Before reading Cosgrove’s
“Sublime Nature: Landscape and Industrial Capitalism,” I knew that the
romantics’ extolment of natural and uncultivated places in many ways was a reaction
to the social and economic ills of industrial capitalism, but I didn’t realize the
extent to which the romantics themselves were implicated in these changes. As
Cosgrove explains, with the transition from a patron-based to a market-based economy
for the arts and literature, artists found themselves in the position that had
been previously occupied by tradesmen, having to appeal to an anonymous
customer base largely drawn from the ranks of the emerging middle class. So, to
prevent the erosion of the privileged status of his work, Wordsworth claimed
that he didn’t write for the public’s tastes but for their “embodied spirit.” (Well, at
least Wordsworth’s readers had the satisfaction of knowing that the tastes of their embodied spirits were satisfied even if their corporeal bodies were not.) Cosgrove goes on to say
that the romantics’ conception of genius as organic comported with their attitudes toward nature.

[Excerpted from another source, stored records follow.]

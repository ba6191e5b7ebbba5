//! Shared domain vocabulary used across the services.

use std::fmt;
use std::str::FromStr;

use serde::{Deserialize, Serialize};

/// All timestamps are UTC.
pub type Timestamp = chrono::DateTime<chrono::Utc>;

// ---------------------------------------------------------------------------
// Client context
// ---------------------------------------------------------------------------

/// Origin of an inbound request as seen by the security pipeline.
#[derive(Debug, Clone, PartialEq, Eq, Serialize)]
#[serde(rename_all = "camelCase")]
pub struct ClientContext {
    pub ip_address: String,
    pub user_agent: String,
}

impl ClientContext {
    pub fn new(ip_address: impl Into<String>, user_agent: impl Into<String>) -> Self {
        Self {
            ip_address: ip_address.into(),
            user_agent: user_agent.into(),
        }
    }

    /// Context for calls that did not arrive over HTTP (background jobs, tests).
    pub fn unknown() -> Self {
        Self::new("unknown", "unknown")
    }
}

// ---------------------------------------------------------------------------
// Cantons
// ---------------------------------------------------------------------------

/// The 26 Swiss cantons.
#[derive(Debug, Clone, Copy, PartialEq, Eq, Hash, PartialOrd, Ord, Serialize, Deserialize)]
#[serde(rename_all = "UPPERCASE")]
pub enum Canton {
    Zh,
    Be,
    Lu,
    Ur,
    Sz,
    Ow,
    Nw,
    Gl,
    Zg,
    Fr,
    So,
    Bs,
    Bl,
    Sh,
    Ar,
    Ai,
    Sg,
    Gr,
    Ag,
    Tg,
    Ti,
    Vd,
    Vs,
    Ne,
    Ge,
    Ju,
}

impl Canton {
    pub const ALL: [Canton; 26] = [
        Canton::Zh,
        Canton::Be,
        Canton::Lu,
        Canton::Ur,
        Canton::Sz,
        Canton::Ow,
        Canton::Nw,
        Canton::Gl,
        Canton::Zg,
        Canton::Fr,
        Canton::So,
        Canton::Bs,
        Canton::Bl,
        Canton::Sh,
        Canton::Ar,
        Canton::Ai,
        Canton::Sg,
        Canton::Gr,
        Canton::Ag,
        Canton::Tg,
        Canton::Ti,
        Canton::Vd,
        Canton::Vs,
        Canton::Ne,
        Canton::Ge,
        Canton::Ju,
    ];

    /// Two-letter official abbreviation.
    pub fn code(self) -> &'static str {
        match self {
            Canton::Zh => "ZH",
            Canton::Be => "BE",
            Canton::Lu => "LU",
            Canton::Ur => "UR",
            Canton::Sz => "SZ",
            Canton::Ow => "OW",
            Canton::Nw => "NW",
            Canton::Gl => "GL",
            Canton::Zg => "ZG",
            Canton::Fr => "FR",
            Canton::So => "SO",
            Canton::Bs => "BS",
            Canton::Bl => "BL",
            Canton::Sh => "SH",
            Canton::Ar => "AR",
            Canton::Ai => "AI",
            Canton::Sg => "SG",
            Canton::Gr => "GR",
            Canton::Ag => "AG",
            Canton::Tg => "TG",
            Canton::Ti => "TI",
            Canton::Vd => "VD",
            Canton::Vs => "VS",
            Canton::Ne => "NE",
            Canton::Ge => "GE",
            Canton::Ju => "JU",
        }
    }
}

impl fmt::Display for Canton {
    fn fmt(&self, f: &mut fmt::Formatter<'_>) -> fmt::Result {
        f.write_str(self.code())
    }
}

impl FromStr for Canton {
    type Err = String;

    fn from_str(s: &str) -> Result<Self, Self::Err> {
        let upper = s.trim().to_ascii_uppercase();
        Canton::ALL
            .into_iter()
            .find(|c| c.code() == upper)
            .ok_or_else(|| format!("Unknown canton '{s}'"))
    }
}

// ---------------------------------------------------------------------------
// Verification
// ---------------------------------------------------------------------------

/// Channel a verification code is delivered over.
#[derive(Debug, Clone, Copy, PartialEq, Eq, Hash, Serialize, Deserialize)]
#[serde(rename_all = "snake_case")]
pub enum ContactMethod {
    Email,
    Phone,
}

impl ContactMethod {
    pub fn as_str(self) -> &'static str {
        match self {
            ContactMethod::Email => "email",
            ContactMethod::Phone => "phone",
        }
    }
}

/// What a verification code unlocks. Medical access gets stricter limits.
#[derive(Debug, Clone, Copy, PartialEq, Eq, Hash, Serialize, Deserialize)]
#[serde(rename_all = "snake_case")]
pub enum CodePurpose {
    ContactVerification,
    PaymentVerification,
    MedicalAccess,
}

impl CodePurpose {
    pub fn as_str(self) -> &'static str {
        match self {
            CodePurpose::ContactVerification => "contact_verification",
            CodePurpose::PaymentVerification => "payment_verification",
            CodePurpose::MedicalAccess => "medical_access",
        }
    }

    pub fn is_medical(self) -> bool {
        matches!(self, CodePurpose::MedicalAccess)
    }
}

// ---------------------------------------------------------------------------
// Payments
// ---------------------------------------------------------------------------

/// Payment rails accepted for Swiss customers.
#[derive(Debug, Clone, Copy, PartialEq, Eq, Hash, Serialize, Deserialize)]
#[serde(rename_all = "snake_case")]
pub enum PaymentMethodKind {
    Card,
    Postfinance,
    Twint,
}

impl PaymentMethodKind {
    pub const ALL: [PaymentMethodKind; 3] = [
        PaymentMethodKind::Card,
        PaymentMethodKind::Postfinance,
        PaymentMethodKind::Twint,
    ];

    pub fn as_str(self) -> &'static str {
        match self {
            PaymentMethodKind::Card => "card",
            PaymentMethodKind::Postfinance => "postfinance",
            PaymentMethodKind::Twint => "twint",
        }
    }
}

// ---------------------------------------------------------------------------
// Insurance
// ---------------------------------------------------------------------------

/// Swiss basic-insurance models.
#[derive(Debug, Clone, Copy, PartialEq, Eq, Hash, Serialize, Deserialize)]
#[serde(rename_all = "snake_case")]
pub enum InsuranceModel {
    Standard,
    Flex,
    Hmo,
    /// Family-doctor model.
    Hausarzt,
    Telmed,
}

impl InsuranceModel {
    pub fn as_str(self) -> &'static str {
        match self {
            InsuranceModel::Standard => "standard",
            InsuranceModel::Flex => "flex",
            InsuranceModel::Hmo => "hmo",
            InsuranceModel::Hausarzt => "hausarzt",
            InsuranceModel::Telmed => "telmed",
        }
    }

    /// Gatekeeper models always route specialist care through a referral.
    pub fn forces_referral(self) -> bool {
        matches!(
            self,
            InsuranceModel::Hmo | InsuranceModel::Hausarzt | InsuranceModel::Telmed
        )
    }
}
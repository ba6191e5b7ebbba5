//! VAT-inclusive amount breakdown.
//!
//! Gross prices include Swiss VAT. The net share is rounded half up to the
//! nearest cent with integer arithmetic, and VAT is whatever remains, so
//! `net + vat == gross` always holds exactly.

use serde::Serialize;

use crate::reference::BASIS_POINTS;

/// Swiss standard VAT rate, 7.7 %.
pub const DEFAULT_VAT_RATE_BP: u32 = 770;

#[derive(Debug, Clone, PartialEq, Eq, Serialize)]
#[serde(rename_all = "camelCase")]
pub struct AmountBreakdown {
    pub gross_cents: u64,
    pub net_cents: u64,
    pub vat_cents: u64,
    pub vat_rate_basis_points: u32,
    pub currency: String,
}

/// Split a VAT-inclusive gross amount into `(net, vat)`.
pub fn split_gross(gross_cents: u64, vat_rate_bp: u32) -> (u64, u64) {
    let numerator = u128::from(gross_cents) * u128::from(BASIS_POINTS);
    let denominator = u128::from(BASIS_POINTS + vat_rate_bp);
    // round(n / d) with halves rounded up: floor((2n + d) / 2d)
    let net = ((2 * numerator + denominator) / (2 * denominator)) as u64;
    (net, gross_cents - net)
}

pub fn breakdown(gross_cents: u64, vat_rate_bp: u32, currency: &str) -> AmountBreakdown {
    let (net_cents, vat_cents) = split_gross(gross_cents, vat_rate_bp);
    AmountBreakdown {
        gross_cents,
        net_cents,
        vat_cents,
        vat_rate_basis_points: vat_rate_bp,
        currency: currency.to_string(),
    }
}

Cosgrove stops short of saying that the romantics’ ideology was consciously self-serving,
but his chapter did cause me to look in a new light at their penchant for writing
extensively on aesthetics.
I also liked
Hugh Blair’s concise and direct definition of the sublime (226). Leave it to a
Scotsman to define a complex term like the sublime without befouling a single
tree. Not that Cosgrove faults Wordsworth et al for the verbosity of their
prose, but he does imply that “romantic expression” might have broadened its perspective.
Cosgrove notes that for all the romantics’ celebration of the organic, they failed
to accept that society is also organic. His criticism is even more pointed when
he (sarcastically?) applauds the “success” of “romantic expression . . . in avoiding
analysis of capitalist relations while criticising their consequences.” This
seems to me like shorthand for saying that if you’re not part of the solution,
you’re part of the problem. Cosgrove doesn’t say just how the romantics could
have gone about this analysis. Should Wordsworth have written a lyrical poem about
a child pulling a coal tub in a mine galley? Well, maybe yes. Isn’t this essentially
what Dickens later did?
But Cosgrove
does provide some psychic relief to those of us who wondered whether we were lording
over nature when we plant lilacs on our front lawns. Cosgrove depicts the home garden
as a relatively recent innovation, an attempt by the new, urban middle class to
bring take advantage of their new wealth to bring the sublime closer to home. In
fact, these collections of exotic plants and dense shrubberies were not
landscapes at all, since they did not direct the eye across the land but
focused it on the vegetation. Thus, instead of exerting hegemony over the land,
the home garden required attention to the “processes and forms of nature.” A welcome
insight, just in time for spring.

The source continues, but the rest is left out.